JP2004255872A - Method and apparatus for preventing ink ejected from defective nozzle of successively ejecting inkjet print head from being used in printing process - Google Patents

Abstract

<P>PROBLEM TO BE SOLVED: To provide a method and an apparatus for carrying out a method for preventing the whole ink ejected from one defective nozzle among the numerous nozzles provided at a successively ejecting inkjet print head from being used in printing to a printing medium. <P>SOLUTION: The defective nozzle is heated at a frequency higher than a frequency for periodically heating non-defective nozzles, so as to cause the defective nozzle to merely eject an ink droplet smaller than the ink droplet ejected from a non-defective nozzle.

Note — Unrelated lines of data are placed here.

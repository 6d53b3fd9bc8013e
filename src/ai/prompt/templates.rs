//! Task templates
//!
//! One method per git task. Each budgets its inputs, fills a fixed template
//! and prefixes the response-language directive when one applies. Nothing
//! here touches the network or shared state.

use super::PromptBuilder;
use crate::ai::tokenizer::{PromptSection, SectionRole, TokenCounter};
use crate::config::Language;

const DIFF: &str = "diff";
const BRANCH: &str = "branch";
const RECENT: &str = "recent";
const FILES: &str = "files";

/// Directive asking the model to answer in `language`; `None` for English
pub fn language_directive(language: Language) -> Option<String> {
    if language == Language::English {
        return None;
    }
    let name = language.display_name();
    Some(format!(
        "IMPORTANT: Please respond in {}. All explanations, commit messages, summaries, and analysis should be written in {}.\n\n",
        name, name
    ))
}

/// Prompt text plus the budgeting figures behind it
#[derive(Debug, Clone, PartialEq, Eq)]
pub struct AssembledPrompt {
    pub text: String,
    pub words_used: usize,
    pub words_original: usize,
    pub truncated: bool,
}

/// Inputs gathered for commit message generation
#[derive(Debug, Clone, Default)]
pub struct CommitContext {
    pub diff: String,
    pub branch: String,
    pub recent_commits: String,
    pub file_list: String,
}

#[derive(Debug, Clone, Copy)]
pub struct PromptAssembler {
    language: Language,
    counter: TokenCounter,
}

impl PromptAssembler {
    pub fn new(language: Language, counter: TokenCounter) -> Self {
        Self { language, counter }
    }

    pub fn language(&self) -> Language {
        self.language
    }

    fn finish(&self, body: String, words_used: usize, words_original: usize) -> AssembledPrompt {
        let text = match language_directive(self.language) {
            Some(directive) => format!("{}{}", directive, body),
            None => body,
        };
        AssembledPrompt {
            text,
            words_used,
            words_original,
            truncated: words_used < words_original,
        }
    }

    /// Ask whether one untracked file belongs in version control.
    /// `content` is expected to be pre-capped by the caller.
    pub fn stage_decision(&self, path: &str, content: &str) -> AssembledPrompt {
        let cut = self.counter.truncate_content(content);
        let original = TokenCounter::count_words(content);

        let body = PromptBuilder::new()
            .role("You are a helpful assistant that decides whether files in a software project should be tracked by git.")
            .text(&format!("File: {}", path))
            .section("CONTENT", &cut.text)
            .objectives(
                "Consider:",
                &[
                    "Is this source code, configuration or documentation that belongs in version control?",
                    "Is it a temporary file, log or build artifact that should be ignored?",
                    "Does it contain secrets such as passwords, keys or tokens?",
                    "Is it generated output that can be recreated from source?",
                ],
            )
            .bullets(
                "Respond with exactly one line:",
                &[
                    "\"YES: <brief reason>\" if the file should be added",
                    "\"NO: <brief reason>\" if it should not",
                ],
            )
            .text("Keep the reason under 50 characters.")
            .build();

        self.finish(body, cut.words_kept, original)
    }

    /// Conventional commit message from the staged change set
    pub fn commit_message(&self, ctx: &CommitContext) -> AssembledPrompt {
        let split = self.counter.split_budget(vec![
            PromptSection::new(DIFF, ctx.diff.as_str(), SectionRole::Primary),
            PromptSection::new(BRANCH, ctx.branch.as_str(), SectionRole::Fixed),
            PromptSection::new(RECENT, ctx.recent_commits.as_str(), SectionRole::Tertiary),
            PromptSection::new(FILES, ctx.file_list.as_str(), SectionRole::Secondary),
        ]);

        let body = PromptBuilder::new()
            .role("You are an expert software developer who writes excellent commit messages following the Conventional Commits specification.")
            .text("Analyze the changes and work out WHY the developer made them, not only what changed.")
            .section("GIT DIFF", split.text(DIFF))
            .section("CURRENT BRANCH", split.text(BRANCH))
            .section("RECENT COMMITS (last 5)", split.text(RECENT))
            .section("FILES CHANGED", split.text(FILES))
            .bullets(
                "Look for the intention behind the change:",
                &[
                    "Purpose: bug fix, feature, improvement, refactor",
                    "Branch name patterns such as feature/, fix/, hotfix/",
                    "File patterns: tests mean reliability, config means deployment setup",
                    "How the change continues or completes the recent commits",
                    "Impact on users, developers, performance or security",
                ],
            )
            .objectives(
                "Write a commit message that:",
                &[
                    "Follows the format type(scope): description",
                    "Uses one of the types feat, fix, docs, style, refactor, test, chore, perf, ci, build",
                    "Captures the intention rather than the mechanics",
                    "Uses the imperative mood (\"add\" not \"added\")",
                    "Has a brief body of 2-3 lines on why the change was made and what it improves",
                    "Mentions breaking changes only if there truly are any",
                    "Stays between 200 and 400 characters in total",
                ],
            )
            .examples(
                &["feat(api): add new endpoint", "fix(db): change query"],
                &[
                    "feat(api): enable user profile customization",
                    "fix(db): prevent memory leak in long-running queries",
                ],
            )
            .text("Respond with only the commit message, no explanations.")
            .build();

        self.finish(body, split.words_used, split.words_original)
    }

    /// Structured summary of a diff
    pub fn diff_summary(&self, diff: &str) -> AssembledPrompt {
        let cut = self.counter.truncate_content(diff);

        let body = PromptBuilder::new()
            .role("Analyze the following git diff and provide a comprehensive, structured summary.")
            .section("GIT DIFF", &cut.text)
            .objectives(
                "Cover:",
                &[
                    "**Summary**: high-level overview and the primary purpose of the change",
                    "**Files & Components**: main files and modules affected",
                    "**Type of Changes**: features, fixes, refactoring, configuration or docs",
                    "**Impact**: functional, performance and user-facing effects",
                    "**Technical Details**: key logic, API or schema changes, dependencies",
                    "**Important Notes**: breaking changes, migrations, testing or deployment concerns",
                ],
            )
            .text("Be thorough yet concise. Focus on what matters most for understanding the change.")
            .build();

        self.finish(body, cut.words_kept, TokenCounter::count_words(diff))
    }

    /// Development insights from a one-line log
    pub fn log_analysis(&self, log: &str, timeframe: &str) -> AssembledPrompt {
        let cut = self.counter.truncate_content(log);

        let body = PromptBuilder::new()
            .role(&format!(
                "Analyze the following git log ({}) and provide detailed insights.",
                timeframe
            ))
            .section("GIT LOG", &cut.text)
            .objectives(
                "Cover:",
                &[
                    "**Activity Summary**: velocity, busy and quiet periods, commit frequency",
                    "**Key Features & Improvements**: major work delivered",
                    "**Bug Fixes & Maintenance**: critical fixes, performance and security work",
                    "**Contributor Insights**: who works on what and how they collaborate",
                    "**Development Patterns**: conventions, testing and release habits",
                    "**Recommendations**: areas to improve and technical debt to watch",
                ],
            )
            .text("Be insightful and actionable. Focus on trends and meaningful observations.")
            .build();

        self.finish(body, cut.words_kept, TokenCounter::count_words(log))
    }

    /// Resolution guidance for a set of conflicted paths
    pub fn merge_conflict_guidance(&self, conflicted: &[String]) -> AssembledPrompt {
        let listing = conflicted.join("\n");
        let cut = self.counter.truncate_content(&listing);

        let body = PromptBuilder::new()
            .role("Analyze the following merge conflict information and provide resolution guidance.")
            .section("CONFLICTED FILES", &cut.text)
            .objectives(
                "Provide:",
                &[
                    "**Conflict Summary**: which files conflict and the likely reason",
                    "**Resolution Strategy**: the recommended approach",
                    "**Risk Assessment**: risks of the different approaches",
                    "**Testing Recommendations**: what to verify after resolving",
                    "**Prevention**: how to avoid similar conflicts",
                ],
            )
            .text("Be practical and actionable.")
            .build();

        self.finish(body, cut.words_kept, TokenCounter::count_words(&listing))
    }

    /// Merge commit message for `source` into `target`
    pub fn merge_message(&self, source: &str, target: &str, changes: &str) -> AssembledPrompt {
        let cut = self.counter.truncate_content(changes);

        let body = PromptBuilder::new()
            .role(&format!(
                "Generate a comprehensive merge commit message for merging '{}' into '{}'.",
                source, target
            ))
            .section("CHANGES BEING MERGED", &cut.text)
            .objectives(
                "The message should:",
                &[
                    "State clearly what is being merged",
                    "Summarize the key changes and features",
                    "Follow the conventional commit format where it fits",
                    "Mention anything important about the merge",
                ],
            )
            .text("Respond with only the merge commit message.")
            .build();

        self.finish(body, cut.words_kept, TokenCounter::count_words(changes))
    }
}

#[cfg(test)]
mod tests {
    use super::*;
    use crate::constants::budget::TRUNCATION_MARKER;

    fn assembler(language: Language) -> PromptAssembler {
        PromptAssembler::new(language, TokenCounter::default())
    }

    #[test]
    fn test_english_has_no_directive() {
        let prompt = assembler(Language::English).diff_summary("+a");
        assert!(!prompt.text.contains("IMPORTANT: Please respond in"));
        assert!(prompt.text.starts_with("Analyze the following git diff"));
    }

    #[test]
    fn test_korean_directive_prefix() {
        let prompt = assembler(Language::Korean).diff_summary("+a");
        assert!(prompt.text.starts_with(
            "IMPORTANT: Please respond in Korean (한국어). All explanations"
        ));
    }

    #[test]
    fn test_commit_prompt_sections() {
        let ctx = CommitContext {
            diff: "+fn login() {}".to_string(),
            branch: "feature/login".to_string(),
            recent_commits: "abc123 feat: add session store".to_string(),
            file_list: "A src/login.rs".to_string(),
        };
        let prompt = assembler(Language::English).commit_message(&ctx);

        assert!(prompt.text.contains("=== GIT DIFF ===\n+fn login() {}"));
        assert!(prompt.text.contains("=== CURRENT BRANCH ===\nfeature/login"));
        assert!(prompt.text.contains("=== RECENT COMMITS (last 5) ===\nabc123"));
        assert!(prompt.text.contains("=== FILES CHANGED ===\nA src/login.rs"));
        assert!(prompt.text.ends_with("Respond with only the commit message, no explanations."));
        assert!(!prompt.truncated);
    }

    #[test]
    fn test_commit_prompt_is_budgeted() {
        let big = vec!["word"; 500].join(" ");
        let ctx = CommitContext {
            diff: big.clone(),
            branch: "main".to_string(),
            recent_commits: big.clone(),
            file_list: big,
        };
        let prompt = PromptAssembler::new(Language::English, TokenCounter::new(100)).commit_message(&ctx);

        assert!(prompt.truncated);
        assert!(prompt.words_used <= 100);
        assert_eq!(prompt.words_original, 1501);
        assert!(prompt.text.contains(TRUNCATION_MARKER));
    }

    #[test]
    fn test_log_prompt_names_timeframe() {
        let prompt = assembler(Language::English).log_analysis("abc fix", "last 20 commits");
        assert!(prompt.text.starts_with("Analyze the following git log (last 20 commits)"));
    }

    #[test]
    fn test_conflict_prompt_lists_paths() {
        let files = vec!["a.rs".to_string(), "b.rs".to_string()];
        let prompt = assembler(Language::English).merge_conflict_guidance(&files);
        assert!(prompt.text.contains("=== CONFLICTED FILES ===\na.rs\nb.rs"));
    }

    #[test]
    fn test_merge_message_names_branches() {
        let prompt = assembler(Language::German).merge_message("feature/x", "main", "abc feat");
        assert!(prompt.text.starts_with("IMPORTANT: Please respond in German (Deutsch)."));
        assert!(prompt.text.contains("merging 'feature/x' into 'main'"));
    }

    #[test]
    fn test_stage_prompt_reply_format() {
        let prompt = assembler(Language::English).stage_decision("notes.txt", "hello");
        assert!(prompt.text.contains("File: notes.txt"));
        assert!(prompt.text.contains("\"YES: <brief reason>\""));
    }
}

Then, the droplet having the smaller amount ejected from the defective nozzle does not reach the printing medium, and the droplet having a larger amount ejected from the non-defective nozzle reaches the printing medium. <P>COPYRIGHT: (C)2004,JPO&NCIPI

Description

  The present invention relates to continuous ink jet printing, and more particularly to preventing ink ejected from defective nozzles of a continuous ink jet print head from being used in a printing process.

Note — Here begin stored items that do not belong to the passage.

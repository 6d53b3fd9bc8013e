pub mod error;

pub use error::{ErrorCategory, Result, ResultExt, SgitError};
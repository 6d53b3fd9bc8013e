//! Version Command

use super::CommandOutcome;
use crate::cli::ui::Output;

pub fn run(output: &Output) -> CommandOutcome {
    output.line(&format!("sgit version {}", env!("CARGO_PKG_VERSION")));
    output.line("Solar LLM-powered git wrapper");
    output.line("Adds AI commit messages, diff summaries, log analysis and merge help to git");
    CommandOutcome::done()
}

#[cfg(test)]
mod tests {
    use super::*;

    #[test]
    fn test_version_line() {
        let (output, buffer) = Output::captured();
        assert_eq!(run(&output), CommandOutcome::done());
        assert!(
            buffer
                .lock()
                .unwrap()
                .starts_with(&format!("sgit version {}\n", env!("CARGO_PKG_VERSION")))
        );
    }
}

  In continuous ink jet printers, pressurized ink is typically formed into a continuous ink filament and ejected from a number of ink ejection nozzles of a printhead. A filament stimulus source, such as an ink heater or converter, operates as an ink droplet generator each time it is driven. Specifically, each nozzle generates a separated ink droplet by cutting to a filament end length. The ink droplets are deposited on a print medium that moves relative to the printhead. The interval at which the droplet is continuously cut at any one nozzle corresponds to the interval at which the filament stimulation source of that nozzle is intermittently driven. In other words, the longer the interval at which the filament stimulating source of a nozzle is intermittently driven, the longer the continuous inkjet filament formed at that nozzle and the greater the chance of a large ink droplet. On the other hand, the shorter the interval at which the filament stimulus source of the nozzle is intermittently driven, the longer the continuous inkjet filament and the shorter the chance of a large ink droplet. That is, the amount of ink droplets corresponds to the frequency of driving the filament stimulating source of the nozzle when cutting into droplets at the nozzle.

  Successive droplets of ink can move between the trajectory or path of ink used for printing (printing trajectory) and the trajectory or path of ink not used for printing (non-printing trajectory). The ink droplets in the printing trajectory can reach the print medium. The ink droplets in the printing non-use trajectory are collected by the ink groove or catcher and can be reused.

  The following documents are disclosed as techniques related to the present invention.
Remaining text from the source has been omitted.